Jimmy in the Box on a bright May Saturday
chatting with the fireman of the “Six-ten “slow
Borrowing a paper for the news of a Saturday
Hearing all the gossip of a Cage-bird show
Coping with the local that you hold on a Saturday
Dealing with the traffic with a casual skill
Pulling off a lever in the box on a Saturday,
Signalling a “Special” into Quintinshill …
 
The Leith “Royal Scots” off to fight Gallipoli
doze away the night in a packed troop-train
Distant far is the Turkish enemy
- Everybody’s safe on the SOLWAY plain,
Safe in the care of a servant of the Company
signalling the traffic on a great Main Line
(Responsible men are the Servants of the Company)
The signal’s clear and the outlook fine
 
… Till the locomotive and the fifteen carriages
see in a moment of horrified shock
another locomotive and a couple of carriages
standing on the line like a big black ROCK!
The engine shrieks and the sleeping warriors
rouse for a second to its piping shrill,
Then eleven-score men of the Seventh Battalion
die in the Battle of Quinitinshill.
 
Jimmy in the Box, oh you couldn’t have FORGOTTEN it …?
You came to WORK on the old “Six-ten”!
You’ve held it and you’ve shunted it and BLOODY-WELL FORGOTTEN IT!
Bloody-well forgotten till the moment when -
A horrified shriek and a crash like a thunderclap …
Deathly silence in the morning sun.
Then a still small voice, that’s as shocking as a thunderclap …
“My God, Jimmy!

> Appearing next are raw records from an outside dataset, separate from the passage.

//! Polyhedral basic blocks: one statement of a SCoP.

use crate::ir::ids::{PbbId, ScopId};
use crate::ir::pdr::Pdr;
use crate::polyhedral::{AffineMap, IntegerSet};
use crate::utils::errors::{PolyhedralError, PolyhedralResult};
use serde::{Serialize, Deserialize};

/// What is known about the original basic block behind a statement.
#[derive(Debug, Clone, Default, PartialEq, Eq, Serialize, Deserialize)]
pub struct BlackBox {
    /// Index of the basic block in the enclosing function
    pub bb_index: u32,
    /// Guard conditions, as text
    pub conditions: Vec<String>,
    /// Switch cases leading to the block, as text
    pub cases: Vec<String>,
    /// Statement body, if the lifter provided one
    pub body: Option<String>,
}

/// The two-phase schedule protocol of a statement.
///
/// A transform is first proposed, which keeps the schedule in effect before
/// it as `saved`; it is then either committed or rolled back.
#[derive(Debug, Clone, Default, PartialEq, Eq, Serialize, Deserialize)]
pub enum ScheduleState {
    /// Only the original schedule exists.
    #[default]
    Original,
    /// A candidate schedule awaits commit or rollback.
    Proposed { transformed: AffineMap, saved: AffineMap },
    /// The transformed schedule is final.
    Committed { transformed: AffineMap },
}

/// A polyhedral basic block.
#[derive(Debug, Clone, PartialEq, Eq, Serialize, Deserialize)]
pub struct Pbb {
    pub id: PbbId,
    /// Owning SCoP
    pub scop: ScopId,
    pub black_box: BlackBox,
    /// Names of the surrounding loop iterators, outermost first
    pub iterators: Vec<String>,
    /// Iteration domain
    pub domain: IntegerSet,
    /// Original schedule
    pub schedule: AffineMap,
    pub state: ScheduleState,
    pub is_reduction: bool,
    /// Data references, in lifting order
    pub drs: Vec<Pdr>,
}

impl Pbb {
    pub fn new(
        id: PbbId,
        scop: ScopId,
        black_box: BlackBox,
        iterators: Vec<String>,
        domain: IntegerSet,
        schedule: AffineMap,
    ) -> Self {
        Self {
            id,
            scop,
            black_box,
            iterators,
            domain,
            schedule,
            state: ScheduleState::Original,
            is_reduction: false,
            drs: Vec::new(),
        }
    }

    /// Number of iteration-domain dimensions.
    pub fn dim(&self) -> usize {
        self.domain.dim()
    }

    /// Index of the underlying basic block.
    pub fn index(&self) -> u32 {
        self.black_box.bb_index
    }

    /// Tuple name used when printing the statement's objects.
    pub fn name(&self) -> String {
        format!("S_{}", self.index())
    }

    pub fn nb_reads(&self) -> usize {
        self.drs.iter().filter(|pdr| pdr.is_read()).count()
    }

    pub fn nb_writes(&self) -> usize {
        self.drs.iter().filter(|pdr| pdr.is_write()).count()
    }

    pub fn add_pdr(&mut self, pdr: Pdr) {
        debug_assert_eq!(pdr.accesses.n_in(), self.dim());
        self.drs.push(pdr);
    }

    /// The pending or committed transformed schedule.
    pub fn transformed(&self) -> Option<&AffineMap> {
        match &self.state {
            ScheduleState::Original => None,
            ScheduleState::Proposed { transformed, .. } => Some(transformed),
            ScheduleState::Committed { transformed } => Some(transformed),
        }
    }

    /// The schedule a pending proposal would replace.
    pub fn saved(&self) -> Option<&AffineMap> {
        match &self.state {
            ScheduleState::Proposed { saved, .. } => Some(saved),
            _ => None,
        }
    }

    /// The schedule in effect: transformed if any, original otherwise.
    pub fn effective_schedule(&self) -> &AffineMap {
        self.transformed().unwrap_or(&self.schedule)
    }

    pub fn is_proposed(&self) -> bool {
        matches!(self.state, ScheduleState::Proposed { .. })
    }

    /// Propose a new schedule. A second proposal replaces the first one but
    /// keeps the schedule saved by it.
    pub fn propose(&mut self, transformed: AffineMap) -> PolyhedralResult<()> {
        if transformed.n_in() != self.dim() {
            return Err(PolyhedralError::DimensionMismatch(format!(
                "schedule with {} inputs proposed for {} of depth {}",
                transformed.n_in(), self.id, self.dim()
            )));
        }
        let saved = match std::mem::take(&mut self.state) {
            ScheduleState::Proposed { saved, .. } => saved,
            ScheduleState::Committed { transformed } => transformed,
            ScheduleState::Original => self.schedule.clone(),
        };
        self.state = ScheduleState::Proposed { transformed, saved };
        Ok(())
    }

    /// Make the pending proposal final. Returns false if nothing was pending.
    pub fn commit(&mut self) -> bool {
        match std::mem::take(&mut self.state) {
            ScheduleState::Proposed { transformed, .. } => {
                self.state = ScheduleState::Committed { transformed };
                true
            }
            other => {
                self.state = other;
                false
            }
        }
    }

    /// Discard the pending proposal and restore the saved schedule.
    /// Returns false if nothing was pending.
    pub fn rollback(&mut self) -> bool {
        match std::mem::take(&mut self.state) {
            ScheduleState::Proposed { saved, .. } => {
                self.state = if saved == self.schedule {
                    ScheduleState::Original
                } else {
                    ScheduleState::Committed { transformed: saved }
                };
                true
            }
            other => {
                self.state = other;
                false
            }
        }
    }

    /// Number of iterations of the loop at time dimension `time_depth` of the
    /// effective schedule, for the given parameter values. `None` when the
    /// domain is empty.
    pub fn number_of_iterations_at_time(&self, time_depth: usize, params: &[i64]) -> PolyhedralResult<Option<i64>> {
        let image = self.domain.apply(self.effective_schedule())?;
        Ok(image.dim_bounds(time_depth, params)?.map(|(lo, hi)| hi - lo + 1))
    }
}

Whatever ’ave you Done?”

 
[ALTERNATIVE VERSION:
St. 1 omitted.
St. 2, l. 2: “Doze away the night in the Railway train”.

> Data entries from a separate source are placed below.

//! PolyScop Command Line Interface
//!
//! Usage:
//!   polyscop [OPTIONS] <input-file>
//!   polyscop --help
//!
//! Examples:
//!   polyscop region.json                          # Optimize, print the SCoP
//!   polyscop --parallelize-all --emit=schedule region.json
//!   polyscop --identity-transform --verbosity=2 region.json
//!   polyscop --emit=deps region.json              # Just the dependences

use clap::{ArgGroup, Parser, ValueEnum};
use polyscop::transform::SchedulePolicy;
use polyscop::utils::poly_print;
use polyscop::OptimizationConfig;
use std::path::PathBuf;
use std::fs;
use anyhow::{Result, Context};
use log::{info, debug};

/// PolyScop - polyhedral representation and scheduling of static control parts
#[derive(Parser, Debug)]
#[command(name = "polyscop")]
#[command(version)]
#[command(about = "Builds, analyzes and schedules the polyhedral model of a lifted region", long_about = None)]
#[command(group(ArgGroup::new("policy").args(["identity_transform", "parallelize_all", "optimize_isl"])))]
struct Cli {
    /// Lifted region description (JSON)
    #[arg(value_name = "FILE")]
    input: PathBuf,

    /// Output file (defaults to stdout)
    #[arg(short, long, value_name = "FILE")]
    output: Option<PathBuf>,

    /// Rewrite every schedule to an equal one
    #[arg(long)]
    identity_transform: bool,

    /// Favor loops free of carried dependences
    #[arg(long)]
    parallelize_all: bool,

    /// Search for the best locality (default)
    #[arg(long)]
    optimize_isl: bool,

    /// Dump verbosity (0-2)
    #[arg(long, default_value = "1", value_parser = clap::value_parser!(u8).range(0..=2))]
    verbosity: u8,

    /// Deepest loop nest whose loops are permuted
    #[arg(long, default_value = "4")]
    permutation_depth: usize,

    /// Bound on intermediate constraint counts
    #[arg(long, default_value = "4096")]
    constraint_limit: usize,

    /// What to emit
    #[arg(long, default_value = "scop")]
    emit: EmitKind,

    /// Verbose output (-v, -vv, -vvv)
    #[arg(short, long, action = clap::ArgAction::Count)]
    verbose: u8,

    /// Quiet mode (suppress warnings)
    #[arg(short, long)]
    quiet: bool,
}

#[derive(Debug, Clone, Copy, ValueEnum)]
enum EmitKind {
    /// The SCoP dump
    Scop,
    /// The twelve dependence relations
    Deps,
    /// Schedules and carried dimensions
    Schedule,
    /// All of the above
    All,
}

fn main() -> Result<()> {
    let cli = Cli::parse();

    // Initialize logging
    let log_level = if cli.quiet {
        log::LevelFilter::Error
    } else {
        match cli.verbose {
            0 => log::LevelFilter::Warn,
            1 => log::LevelFilter::Info,
            2 => log::LevelFilter::Debug,
            _ => log::LevelFilter::Trace,
        }
    };

    env_logger::Builder::from_default_env()
        .filter_level(log_level)
        .format_timestamp(None)
        .init();

    info!("PolyScop v{}", polyscop::VERSION);
    debug!("Input file: {:?}", cli.input);

    let config = build_config(&cli);
    debug!("Optimization config: {:?}", config);

    let mut scop = polyscop::load_scop(&cli.input)?;
    info!("Scheduling {} statements...", scop.nb_statements());
    let changed = polyscop::optimize(&mut scop, &config)?;
    info!("Transform applied: {}", changed);

    let mut out = String::new();
    if matches!(cli.emit, EmitKind::Scop | EmitKind::All) {
        poly_print::print_scop(&mut out, &scop, config.verbosity)?;
    }
    if matches!(cli.emit, EmitKind::Deps | EmitKind::All) {
        if let Some(deps) = &scop.dependences {
            poly_print::print_dependences(&mut out, deps)?;
        }
    }
    if matches!(cli.emit, EmitKind::Schedule | EmitKind::All) {
        poly_print::print_schedules(&mut out, &scop)?;
    }
    write_output(&cli.output, &out)
}

fn build_config(cli: &Cli) -> OptimizationConfig {
    let policy = if cli.identity_transform {
        SchedulePolicy::Identity
    } else if cli.parallelize_all {
        SchedulePolicy::ParallelizeAll
    } else {
        SchedulePolicy::Optimize
    };

    OptimizationConfig {
        policy,
        verbosity: cli.verbosity,
        permutation_depth: cli.permutation_depth,
        constraint_limit: cli.constraint_limit,
    }
}

fn write_output(path: &Option<PathBuf>, content: &str) -> Result<()> {
    match path {
        Some(p) => {
            fs::write(p, content)
                .with_context(|| format!("Failed to write output file: {:?}", p))?;
        }
        None => {
            print!("{}", content);
        }
    }
    Ok(())
}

St. 2, l. 5: “Safe in the care of the servants of the Company”
St. 2, l. 8: “The morning’s clear and the outlook fine”.
St. 3, l. 2: “… its fifteen carriages”
St. 4, l. 3: “You’ve stopped it and …”
 
Postscript, by the Lord Justice General of Scotland – “James Tinsley. On your conviction of the crime of Culpable Homicide, I sentence you to Three Years Penal Servitude. I shall now say nothing further to add to the lifelong remorse you must feel at the dreadful consequences of your gross breach of duties”.]
 
[AUTHOR’S NOTE: This goes to a Trad tune “Byker Hill”. Impromptu introduction given first of all to audience to explain more or less what the piece is about. For publication, piece probably needs an extra introductory verse, but Quintinshill accident was the effect of dozens of complicated causes. Last verse is a simplification, but a reasonably accurate one. Last LINE is direct quotation of the second signalman (who also got 3 years!) in Quintinshill box.]